Then he found his way into me and stayed there for a
minute or two. I stared at the sooty green tiles on the opposite wall, waiting for what would happen, not feeling anything beyond a cautious pressure. He withdrew and whispered, Good girl and buttoned his shirt.

I kept track of our coordinates in the notebook. The name of each town we passed through was entered into my ledger, the villages of Missouri and Arkansas and Tennessee and Mississippi inscribed in back-slanted lettering. I would wake up before the others and make a map of the day before. We would be bunched up in the van or splayed across couches in a fourteen-year-old’s parents’ basement, and it would be late in the morning when regular people have already arrived at their regular jobs and are following the dreary mandate of proper living. The boys, like good invalids, slept their choked sleeps well into the afternoon and allowed me time to commit our journey to paper. With colored pencils I sketched the scenery. Drought-cooked riverbeds littered with birds’ skeletons; three tiny sisters on a Memphis sidewalk rigged up in Elvis costumes lip-synching to a tape of “Blue Suede Shoes”; a road of roofless houses, acting as if nothing had happened to them, their backyards fluttering with clean laundry.

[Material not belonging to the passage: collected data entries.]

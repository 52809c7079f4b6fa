//! Periodically refreshed pipeline configuration.
//!
//! The cache owns one immutable [`PipelineSnapshot`] at a time, published
//! through a `watch` channel. A poll that fails leaves the previous snapshot
//! in place, so readers always see the last good configuration.

use crate::activation::Activation;
use crate::config::PipelineCacheConfig;
use chrono::{DateTime, Utc};
use relay_core::ports::PipelineStore;
use relay_core::{Error, MetricsRegistry, Pipeline, Result};
use std::sync::{Arc, Mutex, Weak};
use std::time::{Duration, Instant};
use tokio::sync::watch;
use tokio::task::JoinHandle;
use tokio::time::{MissedTickBehavior, interval};
use tracing::{debug, error, info, trace, warn};

/// Pipelines as of one successful poll.
#[derive(Debug)]
pub struct PipelineSnapshot {
    pipelines: Vec<Arc<Pipeline>>,
    fetched_at: DateTime<Utc>,
}

impl PipelineSnapshot {
    pub fn new(pipelines: Vec<Arc<Pipeline>>) -> Self {
        Self {
            pipelines,
            fetched_at: Utc::now(),
        }
    }

    pub fn pipelines(&self) -> &[Arc<Pipeline>] {
        &self.pipelines
    }

    pub fn fetched_at(&self) -> DateTime<Utc> {
        self.fetched_at
    }

    pub fn len(&self) -> usize {
        self.pipelines.len()
    }

    pub fn is_empty(&self) -> bool {
        self.pipelines.is_empty()
    }
}

/// Attach each trigger to its owning pipeline and assign it an id.
///
/// The fallback id replaces whatever id the trigger carried, unless
/// `preserve_ids` is set and the trigger has a non-empty authored id.
pub fn decorate_triggers(pipelines: Vec<Pipeline>, preserve_ids: bool) -> Vec<Arc<Pipeline>> {
    pipelines
        .into_iter()
        .map(|pipeline| {
            Arc::new_cyclic(|parent: &Weak<Pipeline>| {
                let triggers = pipeline
                    .triggers
                    .iter()
                    .map(|trigger| {
                        let id = match &trigger.id {
                            Some(id) if preserve_ids && !id.is_empty() => id.clone(),
                            _ => trigger.fallback_id_for(Some(&pipeline)),
                        };
                        trigger.with_parent(parent.clone()).with_id(id)
                    })
                    .collect();
                Pipeline {
                    triggers,
                    ..pipeline
                }
            })
        })
        .collect()
}

struct PollerHandle {
    shutdown: watch::Sender<bool>,
    task: JoinHandle<()>,
}

pub struct PipelineCache {
    store: Arc<dyn PipelineStore>,
    config: PipelineCacheConfig,
    activation: Activation,
    metrics: Arc<MetricsRegistry>,
    snapshot: watch::Sender<Option<Arc<PipelineSnapshot>>>,
    poller: Mutex<Option<PollerHandle>>,
}

impl PipelineCache {
    pub fn new(
        store: Arc<dyn PipelineStore>,
        config: PipelineCacheConfig,
        activation: Activation,
        metrics: Arc<MetricsRegistry>,
    ) -> Arc<Self> {
        let (snapshot, _) = watch::channel(None);
        Arc::new(Self {
            store,
            config,
            activation,
            metrics,
            snapshot,
            poller: Mutex::new(None),
        })
    }

    /// Start polling. The first poll fires immediately. No-op if already running.
    pub fn start(self: &Arc<Self>) {
        let mut poller = match self.poller.lock() {
            Ok(guard) => guard,
            Err(poisoned) => poisoned.into_inner(),
        };
        if poller.is_some() {
            return;
        }

        let (shutdown_tx, mut shutdown) = watch::channel(false);
        let cache = Arc::clone(self);
        let poll_interval = self.config.poll_interval;

        let task = tokio::spawn(async move {
            let mut ticker = interval(poll_interval);
            ticker.set_missed_tick_behavior(MissedTickBehavior::Delay);

            info!(
                interval_ms = poll_interval.as_millis() as u64,
                "Starting pipeline cache poller"
            );

            loop {
                tokio::select! {
                    _ = ticker.tick() => {
                        cache.poll().await;
                    }
                    _ = shutdown.changed() => {
                        if *shutdown.borrow() {
                            info!("Pipeline cache poller shutting down");
                            break;
                        }
                    }
                }
            }
        });

        *poller = Some(PollerHandle {
            shutdown: shutdown_tx,
            task,
        });
    }

    /// Stop polling. The current snapshot stays readable. No-op if not running.
    pub async fn stop(&self) {
        let handle = match self.poller.lock() {
            Ok(mut guard) => guard.take(),
            Err(poisoned) => poisoned.into_inner().take(),
        };
        if let Some(handle) = handle {
            let _ = handle.shutdown.send(true);
            if let Err(e) = handle.task.await {
                warn!(error = %e, "Pipeline cache poller did not stop cleanly");
            }
        }
    }

    pub fn is_running(&self) -> bool {
        match self.poller.lock() {
            Ok(guard) => guard.is_some(),
            Err(poisoned) => poisoned.into_inner().is_some(),
        }
    }

    pub fn poll_interval(&self) -> Duration {
        self.config.poll_interval
    }

    pub fn startup_wait(&self) -> Duration {
        self.config.startup_wait
    }

    /// Time of the last successful poll.
    pub fn last_poll(&self) -> Option<DateTime<Utc>> {
        self.current_snapshot().map(|s| s.fetched_at())
    }

    /// Fetch pipelines once and publish a new snapshot on success.
    pub async fn poll(&self) {
        if !self.activation.is_active() {
            trace!("Activation stopped, skipping pipeline poll");
            return;
        }

        debug!("Fetching pipelines from store");
        let start = Instant::now();

        match self.store.list_pipelines().await {
            Ok(pipelines) => {
                let decorated =
                    decorate_triggers(pipelines, self.config.preserve_authored_trigger_ids);
                let snapshot = Arc::new(PipelineSnapshot::new(decorated));
                let count = snapshot.len();

                self.snapshot.send_replace(Some(snapshot));
                self.metrics.counter("pipeline_store.requests", &[]).increment();
                self.metrics.gauge("pipelines.cached", &[]).set(count as u64);

                debug!(
                    count,
                    elapsed_ms = start.elapsed().as_millis() as u64,
                    "Fetched pipeline configs"
                );
            }
            Err(e) => {
                error!(error = %e, "Error fetching pipelines from store");
                self.metrics.counter("pipeline_store.errors", &[]).increment();
            }
        }
    }

    /// The latest snapshot, or `None` before the first successful poll.
    pub fn current_snapshot(&self) -> Option<Arc<PipelineSnapshot>> {
        self.snapshot.borrow().clone()
    }

    /// Wait for a snapshot to become available, up to `timeout`.
    pub async fn await_snapshot(&self, timeout: Duration) -> Result<Arc<PipelineSnapshot>> {
        if let Some(snapshot) = self.current_snapshot() {
            return Ok(snapshot);
        }

        let start = Instant::now();
        let mut rx = self.snapshot.subscribe();
        let waited = tokio::time::timeout(timeout, async {
            rx.wait_for(Option::is_some)
                .await
                .map(|snapshot| snapshot.clone())
        })
        .await;

        match waited {
            Ok(Ok(Some(snapshot))) => Ok(snapshot),
            Ok(Ok(None)) | Ok(Err(_)) => Err(Error::Internal(
                "pipeline snapshot channel closed".to_string(),
            )),
            Err(_) => Err(Error::Timeout {
                what: "pipeline configs are still not available".to_string(),
                elapsed_ms: start.elapsed().as_millis() as u64,
            }),
        }
    }
}
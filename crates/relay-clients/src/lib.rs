//! Relay Clients
//!
//! HTTP adapters for the two services the trigger engine talks to: the
//! pipeline configuration store and the pipeline initiation service.

pub mod config;
pub mod initiator;
pub mod store;

pub use config::HttpClientConfig;
pub use initiator::HttpPipelineInitiator;
pub use store::HttpPipelineStore;
//! Relay Server
//!
//! Composition root of the `relayd` daemon: configuration loading, wiring of
//! the pipeline cache, trigger listener and dispatcher, and line-delimited
//! JSON ingestion of events.

pub mod app;
pub mod config;
pub mod ingest;

pub use app::Relay;
pub use config::{ConfigError, RelayConfig};
pub use ingest::{IngestStats, parse_line};
//! Artifacts produced by events and expected by pipelines.

use serde::{Deserialize, Serialize};
use serde_json::{Map, Value};

/// An artifact carried by an event, e.g. a pushed image or a commit.
#[derive(Debug, Clone, Default, PartialEq, Serialize, Deserialize)]
#[serde(rename_all = "camelCase")]
pub struct Artifact {
    #[serde(rename = "type", default, skip_serializing_if = "Option::is_none")]
    pub artifact_type: Option<String>,
    #[serde(default, skip_serializing_if = "Option::is_none")]
    pub name: Option<String>,
    #[serde(default, skip_serializing_if = "Option::is_none")]
    pub version: Option<String>,
    #[serde(default, skip_serializing_if = "Option::is_none")]
    pub reference: Option<String>,
    #[serde(default, skip_serializing_if = "Option::is_none")]
    pub location: Option<String>,
    #[serde(default, skip_serializing_if = "Option::is_none")]
    pub artifact_account: Option<String>,
    #[serde(default, skip_serializing_if = "Option::is_none")]
    pub provenance: Option<String>,
    #[serde(default, skip_serializing_if = "Option::is_none")]
    pub uuid: Option<String>,
    #[serde(
        default,
        deserialize_with = "crate::de::null_as_default",
        skip_serializing_if = "Map::is_empty"
    )]
    pub metadata: Map<String, Value>,
    /// Fields this crate does not model, written back unchanged.
    #[serde(flatten)]
    pub extra: Map<String, Value>,
}

impl Artifact {
    pub fn new(artifact_type: impl Into<String>, name: impl Into<String>) -> Self {
        Self {
            artifact_type: Some(artifact_type.into()),
            name: Some(name.into()),
            ..Default::default()
        }
    }

    pub fn with_version(mut self, version: impl Into<String>) -> Self {
        self.version = Some(version.into());
        self
    }

    pub fn with_reference(mut self, reference: impl Into<String>) -> Self {
        self.reference = Some(reference.into());
        self
    }

    pub fn with_location(mut self, location: impl Into<String>) -> Self {
        self.location = Some(location.into());
        self
    }
}

/// A pipeline-level declaration of an artifact a trigger must deliver.
///
/// Fields of `match_artifact` are either literal values or regular
/// expressions; empty fields are wildcards.
#[derive(Debug, Clone, Default, PartialEq, Serialize, Deserialize)]
#[serde(rename_all = "camelCase")]
pub struct ExpectedArtifact {
    #[serde(default, deserialize_with = "crate::de::null_as_default")]
    pub id: String,
    #[serde(default, deserialize_with = "crate::de::null_as_default")]
    pub match_artifact: Artifact,
    #[serde(default, deserialize_with = "crate::de::null_as_default")]
    pub use_prior_artifact: bool,
    #[serde(default, deserialize_with = "crate::de::null_as_default")]
    pub use_default_artifact: bool,
    #[serde(default, skip_serializing_if = "Option::is_none")]
    pub default_artifact: Option<Artifact>,
    #[serde(default, skip_serializing_if = "Option::is_none")]
    pub display_name: Option<String>,
    #[serde(flatten)]
    pub extra: Map<String, Value>,
}

impl ExpectedArtifact {
    pub fn new(id: impl Into<String>, match_artifact: Artifact) -> Self {
        Self {
            id: id.into(),
            match_artifact,
            ..Default::default()
        }
    }
}

#[cfg(test)]
mod tests {
    use super::*;
    use serde_json::json;

    #[test]
    fn test_artifact_wire_names() {
        let artifact = Artifact::new("docker/image", "gcr.io/project/app")
            .with_version("v1")
            .with_reference("gcr.io/project/app:v1");

        let value = serde_json::to_value(&artifact).unwrap();
        assert_eq!(value["type"], json!("docker/image"));
        assert_eq!(value["reference"], json!("gcr.io/project/app:v1"));
        assert!(value.get("metadata").is_none());
    }

    #[test]
    fn test_expected_artifact_defaults() {
        let expected: ExpectedArtifact = serde_json::from_value(json!({
            "id": "ea-1",
            "matchArtifact": { "type": "docker/image", "name": "app.*" }
        }))
        .unwrap();

        assert_eq!(expected.id, "ea-1");
        assert_eq!(expected.match_artifact.name.as_deref(), Some("app.*"));
        assert!(!expected.use_default_artifact);
        assert!(expected.default_artifact.is_none());
    }

    #[test]
    fn test_unmodelled_artifact_fields_survive_roundtrip() {
        let input = json!({
            "matchArtifact": {
                "type": "custom/object",
                "name": "bundle",
                "customKind": true
            },
            "usePriorArtifact": false,
            "usePriorExecution": true
        });

        let expected: ExpectedArtifact = serde_json::from_value(input).unwrap();
        assert_eq!(expected.id, "");
        assert_eq!(expected.extra["usePriorExecution"], json!(true));
        assert_eq!(expected.match_artifact.extra["customKind"], json!(true));

        let written = serde_json::to_value(&expected).unwrap();
        assert_eq!(written["usePriorExecution"], json!(true));
        assert_eq!(written["matchArtifact"]["customKind"], json!(true));
        assert_eq!(written["matchArtifact"]["name"], json!("bundle"));
    }

    #[test]
    fn test_null_artifact_fields_read_as_defaults() {
        let expected: ExpectedArtifact = serde_json::from_value(json!({
            "id": null,
            "matchArtifact": null,
            "useDefaultArtifact": null
        }))
        .unwrap();

        assert_eq!(expected.id, "");
        assert_eq!(expected.match_artifact, Artifact::default());
        assert!(!expected.use_default_artifact);
    }
}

During the final stretch through Louisiana, a warm rain fell. We drove along in it, all of us twisted up in unnatural positions to prevent our moist calves from touching one another, until without warning Squinch pulled over into the mud, flung the door open, and bowed his blue head. Raindrops sprayed against his thighs. He drew ragged breaths, mimicking the death-rattle, held his hands to his ears and rocked back and forth.

These theatrics persisted until Rabb nudged me, hissing, Somebody else’s got to drive.

Crawling out from the piles of backpacks and drum shells I caught my dress on the door ashtray; at the sound of its ripping they all laughed gleefully. Squinch stretched out in the passenger seat, his fit subsiding as suddenly as it had begun.

The rain had cleared by the time we crossed the swamps into New Orleans. Through the gloom I steered, teeth chattering with fatigue, past crumbling balustrades, sunken lawns, glittering vines that crawled up the walls of ornate and dismal houses lying still under the heat. The boys, accustomed to milder mid-Atlantic summers, sweated madly in their vintage jackets but were too vain to remove them. I had come to fear their vanity, the relish with which these pirates fondled their silken trousers as they slid them on and the hours spent oiling the thorns of their hair and examining themselves in the rearview mirror, cigarettes dangling from their mouths. I knew that when Squinch gave me his sunglasses to wear, it was in order to see his reflection in them when he bent to kiss me.

On a street that frothed with palm trees and pink flowers, we pulled up to the Mausoleum, home of Bill Bones—renowned on tour circuits, said the boys, for his excellent parties and encyclopedic knowledge of musical history. Opening the door was a pale, red-eyed stick in sweatpants who trembled as he whispered, What time is it?

Uh. . . .

Don’t receive callers before three. Come back later.

But we’re the band.

Did you nawt hear me? Back at three! And the door closed resolutely, shuddering on its hinges.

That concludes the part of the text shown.